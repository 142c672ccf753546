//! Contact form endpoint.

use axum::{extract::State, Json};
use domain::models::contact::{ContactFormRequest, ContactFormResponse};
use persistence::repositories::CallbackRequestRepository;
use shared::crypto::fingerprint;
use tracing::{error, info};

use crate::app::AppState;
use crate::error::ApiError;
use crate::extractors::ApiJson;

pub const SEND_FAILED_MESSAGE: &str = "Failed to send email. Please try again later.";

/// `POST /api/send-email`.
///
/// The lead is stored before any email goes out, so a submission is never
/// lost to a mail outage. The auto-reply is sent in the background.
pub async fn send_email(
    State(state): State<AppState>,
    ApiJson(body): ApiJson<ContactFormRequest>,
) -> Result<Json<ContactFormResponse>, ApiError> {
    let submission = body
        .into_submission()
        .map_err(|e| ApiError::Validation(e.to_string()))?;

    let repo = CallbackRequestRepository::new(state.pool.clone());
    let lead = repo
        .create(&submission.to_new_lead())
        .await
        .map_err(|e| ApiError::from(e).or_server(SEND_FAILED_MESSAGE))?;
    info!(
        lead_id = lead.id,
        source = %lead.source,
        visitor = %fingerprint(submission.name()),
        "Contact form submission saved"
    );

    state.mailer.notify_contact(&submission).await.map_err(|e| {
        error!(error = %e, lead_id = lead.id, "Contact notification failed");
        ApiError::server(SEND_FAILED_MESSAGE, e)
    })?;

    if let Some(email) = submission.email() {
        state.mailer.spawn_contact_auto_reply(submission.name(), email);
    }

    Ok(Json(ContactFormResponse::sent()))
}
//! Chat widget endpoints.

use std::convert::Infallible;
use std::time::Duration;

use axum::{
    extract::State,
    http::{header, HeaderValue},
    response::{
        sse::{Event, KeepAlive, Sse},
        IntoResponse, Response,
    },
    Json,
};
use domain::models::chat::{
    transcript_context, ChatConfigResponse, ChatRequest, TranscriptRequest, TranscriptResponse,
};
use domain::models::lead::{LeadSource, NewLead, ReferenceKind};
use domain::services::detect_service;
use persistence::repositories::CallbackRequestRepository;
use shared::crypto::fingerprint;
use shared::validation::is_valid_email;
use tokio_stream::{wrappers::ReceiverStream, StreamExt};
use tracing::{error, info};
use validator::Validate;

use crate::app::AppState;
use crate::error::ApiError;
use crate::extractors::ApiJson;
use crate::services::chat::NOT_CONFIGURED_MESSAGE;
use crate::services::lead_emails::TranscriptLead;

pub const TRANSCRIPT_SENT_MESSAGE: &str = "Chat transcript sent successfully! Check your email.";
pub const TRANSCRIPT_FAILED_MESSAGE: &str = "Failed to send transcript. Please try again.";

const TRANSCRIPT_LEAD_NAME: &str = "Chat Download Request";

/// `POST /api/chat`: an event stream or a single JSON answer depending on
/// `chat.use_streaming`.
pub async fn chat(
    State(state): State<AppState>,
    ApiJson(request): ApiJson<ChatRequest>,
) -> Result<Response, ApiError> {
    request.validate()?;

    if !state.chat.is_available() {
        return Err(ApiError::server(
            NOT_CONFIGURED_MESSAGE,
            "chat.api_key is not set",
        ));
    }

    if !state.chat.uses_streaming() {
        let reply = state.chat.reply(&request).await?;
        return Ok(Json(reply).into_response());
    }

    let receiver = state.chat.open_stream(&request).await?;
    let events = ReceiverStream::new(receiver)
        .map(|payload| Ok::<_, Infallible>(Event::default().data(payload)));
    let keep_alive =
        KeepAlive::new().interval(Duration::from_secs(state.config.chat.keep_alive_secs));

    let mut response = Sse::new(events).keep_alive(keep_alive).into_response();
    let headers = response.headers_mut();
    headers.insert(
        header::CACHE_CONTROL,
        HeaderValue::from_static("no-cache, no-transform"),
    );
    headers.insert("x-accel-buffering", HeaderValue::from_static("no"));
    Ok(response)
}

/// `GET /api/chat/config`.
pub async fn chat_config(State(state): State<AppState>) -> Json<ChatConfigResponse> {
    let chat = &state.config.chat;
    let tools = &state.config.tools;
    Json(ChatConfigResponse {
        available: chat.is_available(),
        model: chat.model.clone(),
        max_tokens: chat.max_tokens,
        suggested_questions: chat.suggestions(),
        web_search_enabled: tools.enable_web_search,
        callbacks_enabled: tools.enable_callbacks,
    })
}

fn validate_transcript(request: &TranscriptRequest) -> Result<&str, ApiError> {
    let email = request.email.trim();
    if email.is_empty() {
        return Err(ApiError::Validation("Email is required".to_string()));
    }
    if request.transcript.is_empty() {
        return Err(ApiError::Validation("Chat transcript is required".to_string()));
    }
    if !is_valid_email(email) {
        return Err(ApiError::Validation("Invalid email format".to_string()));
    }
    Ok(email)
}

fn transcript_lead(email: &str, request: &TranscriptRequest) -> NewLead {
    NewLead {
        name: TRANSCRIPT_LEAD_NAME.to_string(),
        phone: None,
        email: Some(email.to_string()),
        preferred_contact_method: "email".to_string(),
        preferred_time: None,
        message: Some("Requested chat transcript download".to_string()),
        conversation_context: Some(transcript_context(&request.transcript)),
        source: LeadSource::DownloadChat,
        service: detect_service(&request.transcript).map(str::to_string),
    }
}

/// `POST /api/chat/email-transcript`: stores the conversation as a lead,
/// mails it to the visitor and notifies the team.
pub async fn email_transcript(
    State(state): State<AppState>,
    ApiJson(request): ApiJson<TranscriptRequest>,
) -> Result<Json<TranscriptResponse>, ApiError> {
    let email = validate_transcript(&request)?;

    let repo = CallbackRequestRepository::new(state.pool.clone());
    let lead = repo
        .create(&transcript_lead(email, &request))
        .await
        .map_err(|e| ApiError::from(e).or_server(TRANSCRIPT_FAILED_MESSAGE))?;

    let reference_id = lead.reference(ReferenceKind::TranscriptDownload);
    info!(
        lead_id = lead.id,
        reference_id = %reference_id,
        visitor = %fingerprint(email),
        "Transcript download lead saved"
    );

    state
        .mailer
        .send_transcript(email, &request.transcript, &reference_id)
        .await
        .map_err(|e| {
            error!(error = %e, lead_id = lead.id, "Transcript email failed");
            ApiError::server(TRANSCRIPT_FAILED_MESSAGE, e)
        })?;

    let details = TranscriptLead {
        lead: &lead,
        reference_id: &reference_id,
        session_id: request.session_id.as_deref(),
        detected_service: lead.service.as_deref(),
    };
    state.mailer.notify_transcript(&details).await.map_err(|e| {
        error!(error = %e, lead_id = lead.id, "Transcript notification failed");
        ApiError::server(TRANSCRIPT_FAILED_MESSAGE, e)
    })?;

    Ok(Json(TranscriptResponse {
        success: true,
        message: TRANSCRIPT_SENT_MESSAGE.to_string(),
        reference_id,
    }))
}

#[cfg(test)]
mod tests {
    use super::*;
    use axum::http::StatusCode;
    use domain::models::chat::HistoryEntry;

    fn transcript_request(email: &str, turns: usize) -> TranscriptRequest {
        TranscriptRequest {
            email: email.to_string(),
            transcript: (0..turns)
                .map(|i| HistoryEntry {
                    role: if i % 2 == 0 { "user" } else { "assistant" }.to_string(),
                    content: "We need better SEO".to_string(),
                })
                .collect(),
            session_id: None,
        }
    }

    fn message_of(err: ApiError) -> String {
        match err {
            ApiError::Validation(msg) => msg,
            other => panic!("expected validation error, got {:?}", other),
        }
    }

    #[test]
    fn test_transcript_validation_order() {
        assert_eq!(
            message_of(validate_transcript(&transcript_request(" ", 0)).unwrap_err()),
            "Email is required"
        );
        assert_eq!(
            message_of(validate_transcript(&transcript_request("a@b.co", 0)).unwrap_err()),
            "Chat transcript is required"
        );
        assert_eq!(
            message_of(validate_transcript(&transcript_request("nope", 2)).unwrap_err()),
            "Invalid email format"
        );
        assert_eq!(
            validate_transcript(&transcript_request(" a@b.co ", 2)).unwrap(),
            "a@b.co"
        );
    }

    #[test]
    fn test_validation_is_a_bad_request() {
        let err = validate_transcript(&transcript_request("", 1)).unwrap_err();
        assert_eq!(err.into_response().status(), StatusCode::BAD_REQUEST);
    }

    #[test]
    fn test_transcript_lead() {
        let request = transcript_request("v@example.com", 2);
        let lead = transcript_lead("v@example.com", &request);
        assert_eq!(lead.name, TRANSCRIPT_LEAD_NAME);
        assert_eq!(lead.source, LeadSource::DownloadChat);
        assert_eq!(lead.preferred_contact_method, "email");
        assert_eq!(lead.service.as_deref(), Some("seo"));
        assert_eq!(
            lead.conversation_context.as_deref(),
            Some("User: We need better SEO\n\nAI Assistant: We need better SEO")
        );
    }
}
= = = = =
*TASK STATEMENT*: Your answer must be the lines above from the one containing "use crate::services::lead_emails::TranscriptLead;" to the one containing "pub const TRANSCRIPT_FAILED_MESSAGE: &str", both included, restated word for word.

*ANSWER TO THIS PROBLEM*:
use crate::services::lead_emails::TranscriptLead;

pub const TRANSCRIPT_SENT_MESSAGE: &str = "Chat transcript sent successfully! Check your email.";
pub const TRANSCRIPT_FAILED_MESSAGE: &str = "Failed to send transcript. Please try again.";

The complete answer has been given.